Psst! Got a minute? I’d like to save you a lifetime of mediocre English communication: When is a mistake not a mistake? When you’re not making it.
You see, mistakes are what you commit, but more significant are the things you omit. I’ve heard a lot of odd English in Germany, like “You are not okay by me”. Or “Get into the other room”. Or “Sign the cheque on the backside”. Ahem. Or “There are no spectators on my nose”. Aha. Actually, the guy’s nose was fairly big.
But my point is this: these mistakes are just perfectly literal translations in the main. They’re not mistakes so much as good German disguised as English. So Munich Airport displays German adverbial blindness when it tells you to “Fly colourful”. Or Deutsche Bahn does a tasty literal translation when you are informed “In a few minutes we shall arrive Munich”.
Linguists call this L1 (or first language) interference. This is the source of practically all your sins of commission, but not the root of intercultural failure. Your sins of omission are mostly responsible for that.
In the next five minutes I’d like to tackle both these sources of personal embarrassment and interpersonal disappointment. To do so I am extracting two key concepts from the fields of linguistics and intercultural communication.
Key concepts: facework and context
The first is facework, a concept developed by Erving Goffman in the Sixties and related to the work you do to maintain your contact’s face. Important: I said to maintain the other guy’s face – not your own.
The second key concept is context, as developed by another American by thename of Edward Hall in the Seventies. Context here means relationship, everything that surrounds the text of business communication. Savvy, gentle WirtschaftsWochers?
Face can be positive or negative. Positive facework demonstrates involvement with others. Negative facework signals respect for other people’s freedom. So small talk is an expression of positive facework, just as an indirect subjunctive request is an expression of negative facework.
Context can be high or low. High context cultures, such as Asian or Latin American, are big on personal relationship. Low context cultures, such as Scandinavia and the German language area, are big on professional competence. With a rudimentary grasp of these two communication principles, we can structure and solve your personal syllabus of English errors.
Let’s start with those venial sins of commission – the misusage and abusage from literal mistranslation to downright Denglish. First off the list here are the phonological oddities, the verbal tics that keep you saying ‘sendwich’ for sandwich and ‘willage’ for village. ‘Cesh’ for cash and ‘wideo’ for video, these phonetic phenomena are the acne of English language production – unlikely to completely ruin your chances with the girls but decidedly off-putting nevertheless.

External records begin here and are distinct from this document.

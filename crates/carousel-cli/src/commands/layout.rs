use anyhow::{bail, Result};

use carousel_core::{layout::slide_width, AppConfig};

pub fn run(
    config: &AppConfig,
    width: f64,
    gap: f64,
    per_view: Option<u32>,
    min_width: f64,
) -> Result<()> {
    let per_view = per_view.unwrap_or(config.slider.slides_per_view);
    if per_view == 0 {
        bail!("--per-view must be at least 1");
    }

    let slide = slide_width(width, gap, per_view, min_width);
    let step = slide + gap;

    println!("Viewport:      {:.1}px, {} per view, {:.1}px gap", width, per_view, gap);
    println!("Slide width:   {:.2}px", slide);
    println!(
        "Scroll step:   {:.2}px ({} slide(s) per command)",
        step * config.slider.scroll_number as f64,
        config.slider.scroll_number
    );
    if slide > (width - gap * (per_view as f64 - 1.0)) / per_view as f64 {
        println!("Note: minimum width {:.1}px overrides the fitted width", min_width);
    }

    Ok(())
}
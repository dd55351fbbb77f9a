//! Cooldown guard for repeated actions
//!
//! A `Debouncer` lets one call through, then drops every call until its
//! cooldown has elapsed. Dropped calls are not queued or replayed.

use std::sync::atomic::{AtomicBool, Ordering};
use std::sync::{Arc, Mutex};
use std::time::Duration;

use tokio::task::JoinHandle;
use tracing::debug;

/// Cooldown applied to every guarded slider action
pub const DEBOUNCE_COOLDOWN: Duration = Duration::from_millis(100);

/// Guard for a single bound action.
///
/// Must be used from inside a tokio runtime; the lock is released by a
/// spawned timer task.
pub struct Debouncer {
    name: &'static str,
    cooldown: Duration,
    locked: Arc<AtomicBool>,
    timer: Mutex<Option<JoinHandle<()>>>,
}

impl Debouncer {
    pub fn new(name: &'static str, cooldown: Duration) -> Self {
        Self {
            name,
            cooldown,
            locked: Arc::new(AtomicBool::new(false)),
            timer: Mutex::new(None),
        }
    }

    /// Debouncer with the standard slider cooldown
    pub fn standard(name: &'static str) -> Self {
        Self::new(name, DEBOUNCE_COOLDOWN)
    }

    /// Run `action` unless a previous call is still cooling down.
    ///
    /// Returns `None` when the call was dropped.
    pub fn run<R>(&self, action: impl FnOnce() -> R) -> Option<R> {
        if self.locked.swap(true, Ordering::AcqRel) {
            debug!(action = self.name, "Dropped call inside cooldown window");
            return None;
        }

        let result = action();

        let locked = Arc::clone(&self.locked);
        let cooldown = self.cooldown;
        let handle = tokio::spawn(async move {
            tokio::time::sleep(cooldown).await;
            locked.store(false, Ordering::Release);
        });

        if let Ok(mut timer) = self.timer.lock() {
            *timer = Some(handle);
        }

        Some(result)
    }

    /// Whether a call made now would be dropped
    pub fn is_cooling_down(&self) -> bool {
        self.locked.load(Ordering::Acquire)
    }

    pub fn cooldown(&self) -> Duration {
        self.cooldown
    }
}

impl Drop for Debouncer {
    fn drop(&mut self) {
        if let Ok(mut timer) = self.timer.lock() {
            if let Some(handle) = timer.take() {
                handle.abort();
            }
        }
    }
}
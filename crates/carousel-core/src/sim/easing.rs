//! Easing curves mapping animation progress [0, 1] onto distance covered [0, 1]

use crate::config::EasingType;

impl EasingType {
    /// Apply the curve to a progress value (clamped to [0, 1])
    #[inline]
    pub fn apply(self, t: f64) -> f64 {
        let t = t.clamp(0.0, 1.0);
        match self {
            EasingType::None => {
                if t < 1.0 {
                    0.0
                } else {
                    1.0
                }
            }
            EasingType::Linear => t,
            EasingType::Cubic => ease_out_pow(t, 3),
            EasingType::Quintic => ease_out_pow(t, 5),
            EasingType::EaseOut => {
                if t >= 1.0 {
                    1.0
                } else {
                    1.0 - 2.0_f64.powf(-10.0 * t)
                }
            }
        }
    }
}

/// f(t) = 1 - (1-t)^n
#[inline]
fn ease_out_pow(t: f64, n: i32) -> f64 {
    1.0 - (1.0 - t).powi(n)
}
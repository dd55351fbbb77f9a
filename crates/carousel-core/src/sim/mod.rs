//! Simulated host for running the slider without a UI toolkit
//!
//! Used by the `carousel` binary and by the engine tests. Scrolls animate with
//! the configured easing, and `settled()` resolves when the animation ends
//! (or after the fixed settle delay when completion reporting is off).

pub mod animation;
pub mod easing;
pub mod page;

pub use animation::ScrollAnimator;
pub use page::{EventBus, SimControl, SimPage, SimSlide, SimSlider, SimSliderSpec, SimViewport};
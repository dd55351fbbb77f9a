use anyhow::Result;

use carousel_core::AppConfig;

pub fn run(config: &AppConfig) -> Result<()> {
    println!("# {}", AppConfig::config_path().display());
    print!("{}", config.to_toml()?);
    Ok(())
}
// Copyright 2026 Boundless Foundation, Inc.
//
// Licensed under the Apache License, Version 2.0 (the "License");
// you may not use this file except in compliance with the License.
// You may obtain a copy of the License at
//
//     http://www.apache.org/licenses/LICENSE-2.0
//
// Unless required by applicable law or agreed to in writing, software
// distributed under the License is distributed on an "AS IS" BASIS,
// WITHOUT WARRANTIES OR CONDITIONS OF ANY KIND, either express or implied.
// See the License for the specific language governing permissions and
// limitations under the License.

use anyhow::Result;
use staking_indexer::{DbObj, StakingDb};
use std::sync::Arc;

/// Application state containing the database connection
pub struct AppState {
    pub db: DbObj,
}

impl AppState {
    /// Create new application state with database connection.
    /// Read replicas should pass `skip_migrations`.
    pub async fn new(database_url: &str, skip_migrations: bool) -> Result<Self> {
        tracing::info!("Connecting to database...");

        let db = StakingDb::new(database_url, skip_migrations).await?;

        tracing::info!("Database connection established");

        Ok(Self::from_db(Arc::new(db)))
    }

    pub fn from_db(db: DbObj) -> Self {
        Self { db }
    }
}
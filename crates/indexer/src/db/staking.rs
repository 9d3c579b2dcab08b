// Copyright 2026 Boundless Foundation, Inc.
//
// Licensed under the Apache License, Version 2.0 (the "License");
// you may not use this file except in compliance with the License.
// You may obtain a copy of the License at
//
//     http://www.apache.org/licenses/LICENSE-2.0
//
// Unless required by applicable law or agreed to in writing, software
// distributed under the License is distributed on an "AS IS" BASIS,
// WITHOUT WARRANTIES OR CONDITIONS OF ANY KIND, either express or implied.
// See the License for the specific language governing permissions and
// limitations under the License.

use std::{str::FromStr, sync::Arc};

use alloy::primitives::Address;
use async_trait::async_trait;
use sqlx::{
    any::{install_default_drivers, AnyConnectOptions, AnyPoolOptions},
    AnyPool, Row,
};

use super::{aggregates, records, to_i64, DbError, Page, PageRequest};
use crate::{
    events::{
        EmergencyWithdrawEvent, EventKind, RewardClaimEvent, StakeEvent, StakingEvent,
        WithdrawEvent,
    },
    handlers::apply_event,
    stats::{ProtocolStats, UserStats},
};

const SQL_BLOCK_KEY: i64 = 0;

/// Result of handing one event to [IndexerDb::record_event].
#[derive(Debug, Clone, Copy, PartialEq, Eq)]
pub enum RecordOutcome {
    /// The record was written and the aggregates updated.
    Applied { new_user: bool },
    /// The identity was already indexed for the same kind and block; nothing changed.
    Replayed,
}

#[async_trait]
pub trait IndexerDb {
    fn pool(&self) -> &AnyPool;

    async fn get_last_block(&self) -> Result<Option<u64>, DbError>;
    async fn set_last_block(&self, block_numb: u64) -> Result<(), DbError>;

    /// Stores the event record and applies it to the aggregates atomically.
    async fn record_event(&self, event: &StakingEvent) -> Result<RecordOutcome, DbError>;

    async fn get_protocol_stats(&self) -> Result<Option<ProtocolStats>, DbError>;
    async fn get_user_stats(&self, user: Address) -> Result<Option<UserStats>, DbError>;

    async fn list_stake_events(
        &self,
        user: Address,
        page: PageRequest,
    ) -> Result<Page<StakeEvent>, DbError>;

    async fn list_withdraw_events(
        &self,
        user: Address,
        page: PageRequest,
    ) -> Result<Page<WithdrawEvent>, DbError>;

    /// `None` lists emergency withdrawals across all users.
    async fn list_emergency_withdraw_events(
        &self,
        user: Option<Address>,
        page: PageRequest,
    ) -> Result<Page<EmergencyWithdrawEvent>, DbError>;

    async fn list_reward_claim_events(
        &self,
        user: Address,
        page: PageRequest,
    ) -> Result<Page<RewardClaimEvent>, DbError>;

    /// All four event kinds for one user, merged newest first.
    async fn list_user_activity(
        &self,
        user: Address,
        page: PageRequest,
    ) -> Result<Page<StakingEvent>, DbError>;
}

pub type DbObj = Arc<dyn IndexerDb + Send + Sync>;

#[derive(Debug, Clone)]
pub struct StakingDb {
    pool: AnyPool,
}

impl StakingDb {
    pub async fn new(conn_str: &str, skip_migrations: bool) -> Result<Self, DbError> {
        install_default_drivers();
        let opts = AnyConnectOptions::from_str(conn_str)?;

        let pool = AnyPoolOptions::new().max_connections(7).connect_with(opts).await?;

        if !skip_migrations {
            sqlx::migrate!().run(&pool).await?;
        }

        Ok(Self { pool })
    }
}
// Copyright 2026 Boundless Foundation, Inc.
//
// Licensed under the Apache License, Version 2.0 (the "License");
// you may not use this file except in compliance with the License.
// You may obtain a copy of the License at
//
//     http://www.apache.org/licenses/LICENSE-2.0
//
// Unless required by applicable law or agreed to in writing, software
// distributed under the License is distributed on an "AS IS" BASIS,
// WITHOUT WARRANTIES OR CONDITIONS OF ANY KIND, either express or implied.
// See the License for the specific language governing permissions and
// limitations under the License.

use axum::{
    extract::{rejection::QueryRejection, Query},
    http::{header, HeaderValue, StatusCode},
    response::{IntoResponse, Json, Response},
    routing::get,
    Router,
};
use serde::Serialize;
use serde_json::json;
use std::sync::Arc;
use tower_http::cors::{Any, CorsLayer};

use crate::db::AppState;
use crate::models::PaginationParams;
use crate::routes::{protocol, users};
use staking_indexer::PageRequest;

/// Creates the axum application with all routes
pub fn create_app(state: Arc<AppState>) -> Router {
    // Configure CORS
    let cors = CorsLayer::new().allow_origin(Any).allow_methods(Any).allow_headers(Any);

    Router::new()
        .route("/health", get(health_check))
        .nest("/v1", api_v1_routes(state))
        .layer(cors)
        .fallback(not_found)
}

/// API v1 routes
fn api_v1_routes(state: Arc<AppState>) -> Router {
    Router::new().merge(protocol::routes()).nest("/users", users::routes()).with_state(state)
}

/// Health check endpoint
async fn health_check() -> impl IntoResponse {
    Json(json!({
        "status": "healthy",
        "service": "staking-indexer-api"
    }))
}

/// 404 handler
async fn not_found() -> impl IntoResponse {
    error_response(StatusCode::NOT_FOUND, "Not Found", "The requested endpoint does not exist")
}

fn error_response(status: StatusCode, error: &str, message: impl Into<String>) -> Response {
    (status, Json(json!({ "error": error, "message": message.into() }))).into_response()
}

/// Global error handler that converts anyhow errors to HTTP responses
pub fn handle_error(err: anyhow::Error) -> impl IntoResponse {
    tracing::error!("Request failed: {:?}", err);

    error_response(StatusCode::INTERNAL_SERVER_ERROR, "Internal Server Error", err.to_string())
}

pub fn bad_request(message: impl Into<String>) -> Response {
    error_response(StatusCode::BAD_REQUEST, "Bad Request", message)
}

pub fn missing(message: impl Into<String>) -> Response {
    error_response(StatusCode::NOT_FOUND, "Not Found", message)
}

/// Serializes `body` with a short cache lifetime; indexed data lags the chain anyway.
pub fn cached_json<T: Serialize>(body: T, max_age: u32) -> Response {
    let mut res = Json(body).into_response();
    if let Ok(value) = HeaderValue::from_str(&format!("public, max-age={max_age}")) {
        res.headers_mut().insert(header::CACHE_CONTROL, value);
    }
    res
}

/// Resolves the pagination query, rejecting malformed values with a JSON 400.
pub fn page_request(
    params: Result<Query<PaginationParams>, QueryRejection>,
) -> Result<PageRequest, Response> {
    match params {
        Ok(Query(params)) => Ok(params.validate()),
        Err(rejection) => Err(bad_request(rejection.body_text())),
    }
}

Slightly up the ladder on your syllabus of errors come the solecisms or grammatical mistakes – ‘catched’ for ‘caught’ and ‘splitted’ for ‘split’. Here is your greatest single source of active mistake making – in the tricky, fidgety mechanisms of the English tense system. Saying ‘have gone’ for ‘went’, ‘will call’ for ‘going to call’ and ‘am working’ for ‘work’ are classic error patterns which are hard to eradicate.
Tip: the English Present Perfect is an update tense for news which is important to your listener. The straight ‘will’ future is spontaneous and anything but planned. The English continuous tenses are temporary rather than permanent in nature.